By Donna Beth Weilenman
William Binzen knew about his father’s accomplishments as a B-17 co-pilot during World War II through the collection of letters and other papers the veteran assembled as a legacy for his children. But Binzen will never read those letters the same way again.
For about a quarter hour Thursday afternoon, Binzen had the chance to fly aboard a B-17 himself, the Aluminum Overcast that has been available for flights and ground tours at Buchanan Field, Concord this past week.
For the short time Binzen was in the air, he put himself in the place of the young men who risked their lives as they took those mighty “Flying Fortresses” into action.

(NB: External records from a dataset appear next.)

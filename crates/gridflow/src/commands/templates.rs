use colored::Colorize;
use gridflow_cloud::{ClusterController, StepDispatcher};

pub fn handle(controller: &ClusterController, dispatcher: &StepDispatcher) -> anyhow::Result<()> {
    println!(
        "{} {}",
        "Cluster templates..:".bold(),
        controller.template_names().join(", ")
    );
    println!(
        "{} {}",
        "Step templates.....:".bold(),
        dispatcher.step_names().join(", ")
    );
    println!(
        "{} {}",
        "Bootstrap templates:".bold(),
        dispatcher.bootstrap_names().join(", ")
    );
    Ok(())
}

Binzen’s father, also named William, was a member of the 463rd Bombardment Group. He flew his entire World War II service aboard the Umbriago, a B-17 Binzen had flown on his initial military mission to its Italy base from North America, stopping in Iceland. It would be the only B-17 he would fly.
He worked hard to get into that co-pilot seat. A tall, slim man, he ate “tons of ice cream” and other fattening things, but still couldn’t make the weight minimum, Binzen’s wife, Nancy, said about her father-in-law. Finally he joined a ranch in Jackson Hole, Wyo.
“He served as a cowpoke,” she said.
That got him the muscle mass that let him make the grade.
Destination of that first flight was a base in Foggia, Italy. It had been kept secret until the plane was an hour past American air space. For years, he couldn’t tell his parents where he was stationed. Sometimes, he had to wait to describe some of his missions.
One of those earned him a War Department citation.
For that assignment, the Umbriago and its crew set out from Italy with its group March 24, 1945, to destroy the Daimlar-Benz Tank Works in Berlin, Germany. That plant was one of the essential keys to Adolph Hitler’s successes.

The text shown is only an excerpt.